Öz The Magic Toyshop tells the story of three siblings (Melanie, Jonathan and Victoria) and what they go through in Uncle Philip’s house, where they find themselves in a totally different psychic space which is characterised by the resonances of the imaginary and in which images function differently. Among these images, animal imagery is central to Melanie’s depiction of both the inhabitants of the house and the house itself. Through its emphasis on the images, along with the hard facts of life, the novel gives expression to the psychodynamics and the evolution (or lack of it) of the characters, and offers a context which attracts attention to the difference between the symbolic and the imaginary; also between the symbolic and the social, in Lacanian terms.
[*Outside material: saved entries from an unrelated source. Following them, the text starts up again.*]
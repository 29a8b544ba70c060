//! Prime numbers: factorization, sieving and lazy generators.

use algokit_core::{Error, Result};

// ============================================================================
// Factorization
// ============================================================================

/// Iterator over the prime factors of a number, smallest first.
///
/// Created by [`prime_factors`].
#[derive(Clone, Debug)]
pub struct PrimeFactors {
    remaining: u64,
    divisor: u64,
}

impl Iterator for PrimeFactors {
    type Item = u64;

    fn next(&mut self) -> Option<u64> {
        if self.remaining == 1 {
            return None;
        }
        // `divisor <= remaining / divisor` is `divisor² <= remaining`
        // without overflow.
        while self.divisor <= self.remaining / self.divisor {
            if self.remaining % self.divisor == 0 {
                self.remaining /= self.divisor;
                return Some(self.divisor);
            }
            self.divisor += if self.divisor == 2 { 1 } else { 2 };
        }
        // What is left has no divisor up to its square root.
        let last = self.remaining;
        self.remaining = 1;
        Some(last)
    }
}

/// The prime factors of `n` in non-decreasing order, with multiplicity.
///
/// Returns `InvalidInput` for `n < 2`, which has no prime factorization.
///
/// # Examples
///
/// ```
/// use algokit_math::prime_factors;
///
/// let factors: Vec<u64> = prime_factors(360).unwrap().collect();
/// assert_eq!(factors, vec![2, 2, 2, 3, 3, 5]);
/// assert!(prime_factors(1).is_err());
/// ```
pub fn prime_factors(n: u64) -> Result<PrimeFactors> {
    if n < 2 {
        return Err(Error::invalid_input(format!(
            "{n} has no prime factorization"
        )));
    }
    Ok(PrimeFactors {
        remaining: n,
        divisor: 2,
    })
}

// ============================================================================
// Primality and generation
// ============================================================================

/// Whether `n` is prime, by trial division with odd divisors.
pub fn is_prime(n: u64) -> bool {
    if n < 2 {
        return false;
    }
    if n % 2 == 0 {
        return n == 2;
    }
    let mut divisor = 3;
    while divisor <= n / divisor {
        if n % divisor == 0 {
            return false;
        }
        divisor += 2;
    }
    true
}

/// Largest bound [`prime_sieve`] will allocate a table for.
pub const MAX_SIEVE_BOUND: usize = 1 << 30;

/// All primes `<= n`, by the Sieve of Eratosthenes.
///
/// Returns `InvalidInput` when `n` exceeds [`MAX_SIEVE_BOUND`]; use
/// [`primes_trial_division`] to generate primes past it lazily.
///
/// ```
/// use algokit_math::prime_sieve;
///
/// assert_eq!(prime_sieve(30).unwrap(), vec![2, 3, 5, 7, 11, 13, 17, 19, 23, 29]);
/// assert!(prime_sieve(1).unwrap().is_empty());
/// ```
pub fn prime_sieve(n: usize) -> Result<Vec<usize>> {
    if n > MAX_SIEVE_BOUND {
        return Err(Error::invalid_input(format!(
            "sieve bound {n} exceeds the limit {MAX_SIEVE_BOUND}"
        )));
    }
    if n < 2 {
        return Ok(Vec::new());
    }
    let mut is_prime = vec![true; n + 1];
    is_prime[0] = false;
    is_prime[1] = false;

    let mut i = 2;
    while i <= n / i {
        if is_prime[i] {
            for multiple in (i * i..=n).step_by(i) {
                is_prime[multiple] = false;
            }
        }
        i += 1;
    }

    let primes: Vec<usize> = is_prime
        .iter()
        .enumerate()
        .filter_map(|(i, &p)| p.then_some(i))
        .collect();
    log::trace!("sieve up to {} found {} primes", n, primes.len());
    Ok(primes)
}

/// Primes `<= n`, testing each candidate against every smaller number.
///
/// Quadratic; kept as the obviously-correct reference for the faster
/// generators.
pub fn primes_naive(n: u64) -> impl Iterator<Item = u64> {
    (2..=n).filter(|&i| (2..i).all(|j| i % j != 0))
}

/// Primes `<= n`, testing only odd candidates against odd divisors up to
/// their square root.
pub fn primes_trial_division(n: u64) -> impl Iterator<Item = u64> {
    let two = (n >= 2).then_some(2);
    let odds = (3..=n).step_by(2).filter(|&i| {
        let mut j = 3;
        while j <= i / j {
            if i % j == 0 {
                return false;
            }
            j += 2;
        }
        true
    });
    two.into_iter().chain(odds)
}

#[cfg(test)]
#[allow(clippy::unwrap_used)]
mod tests {
    use super::*;

    #[test]
    fn test_prime_factors_composites() {
        let cases: [(u64, &[u64]); 5] = [
            (360, &[2, 2, 2, 3, 3, 5]),
            (2 * 3 * 5 * 7, &[2, 3, 5, 7]),
            (49, &[7, 7]),
            (1024, &[2; 10]),
            (600_851_475_143, &[71, 839, 1471, 6857]),
        ];
        for (n, expected) in cases {
            let factors: Vec<u64> = prime_factors(n).unwrap().collect();
            assert_eq!(factors, expected, "factors of {n}");
        }
    }

    #[test]
    fn test_prime_factors_of_a_prime() {
        assert_eq!(prime_factors(97).unwrap().collect::<Vec<_>>(), vec![97]);
        assert_eq!(prime_factors(2).unwrap().collect::<Vec<_>>(), vec![2]);
    }

    #[test]
    fn test_prime_factors_large_prime_and_semiprime() {
        let p = 1_000_000_007;
        assert_eq!(prime_factors(p).unwrap().collect::<Vec<_>>(), vec![p]);
        let (a, b) = (999_983, 1_000_003);
        assert_eq!(prime_factors(a * b).unwrap().collect::<Vec<_>>(), vec![a, b]);
    }

    #[test]
    fn test_prime_factors_rejects_small() {
        assert!(prime_factors(0).unwrap_err().is_input_error());
        assert!(prime_factors(1).unwrap_err().is_input_error());
    }

    #[test]
    fn test_is_prime() {
        let primes: Vec<u64> = (0..30).filter(|&n| is_prime(n)).collect();
        assert_eq!(primes, vec![2, 3, 5, 7, 11, 13, 17, 19, 23, 29]);
        assert!(!is_prime(561));
        assert!(is_prime(7919));
    }

    #[test]
    fn test_prime_sieve_edges() {
        assert!(prime_sieve(0).unwrap().is_empty());
        assert_eq!(prime_sieve(2).unwrap(), vec![2]);
        assert_eq!(prime_sieve(3).unwrap(), vec![2, 3]);
        assert_eq!(prime_sieve(4).unwrap(), vec![2, 3]);
        assert_eq!(prime_sieve(100).unwrap().len(), 25);
    }

    #[test]
    fn test_prime_sieve_rejects_huge_bounds() {
        for n in [usize::MAX, MAX_SIEVE_BOUND + 1] {
            let err = prime_sieve(n).unwrap_err();
            assert!(err.is_input_error(), "n = {n}");
        }
    }

    #[test]
    fn test_generators_agree_with_sieve() {
        let sieve: Vec<u64> = prime_sieve(500).unwrap().into_iter().map(|p| p as u64).collect();
        assert_eq!(primes_naive(500).collect::<Vec<_>>(), sieve);
        assert_eq!(primes_trial_division(500).collect::<Vec<_>>(), sieve);
    }

    #[test]
    fn test_generators_small_bounds() {
        assert_eq!(primes_naive(1).count(), 0);
        assert_eq!(primes_trial_division(1).count(), 0);
        assert_eq!(primes_trial_division(2).collect::<Vec<_>>(), vec![2]);
        assert_eq!(primes_trial_division(9).collect::<Vec<_>>(), vec![2, 3, 5, 7]);
    }
}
Due to their foregrounded awareness of the imaginary dimension of material reality and Melanie’s role in transposing Finn to a union in which the symbolic codes prevail, the ending of the novel implies that rather than the traditional hierarchy of the patriarchal discourse, there will be another kind of relationship between Finn and Melanie. This essay aims to bring up a new hermeneutical frame about the novel through the discussion of the significance of their move from the symbolic to the imaginary, how they relate to material reality through images in Philip’s house, and how Melanie (with Finn) moves back to the symbolic, against the background of Lacanian ideas about the three registers, the logic of the signifiers, the imaginary father and ‘object little a’.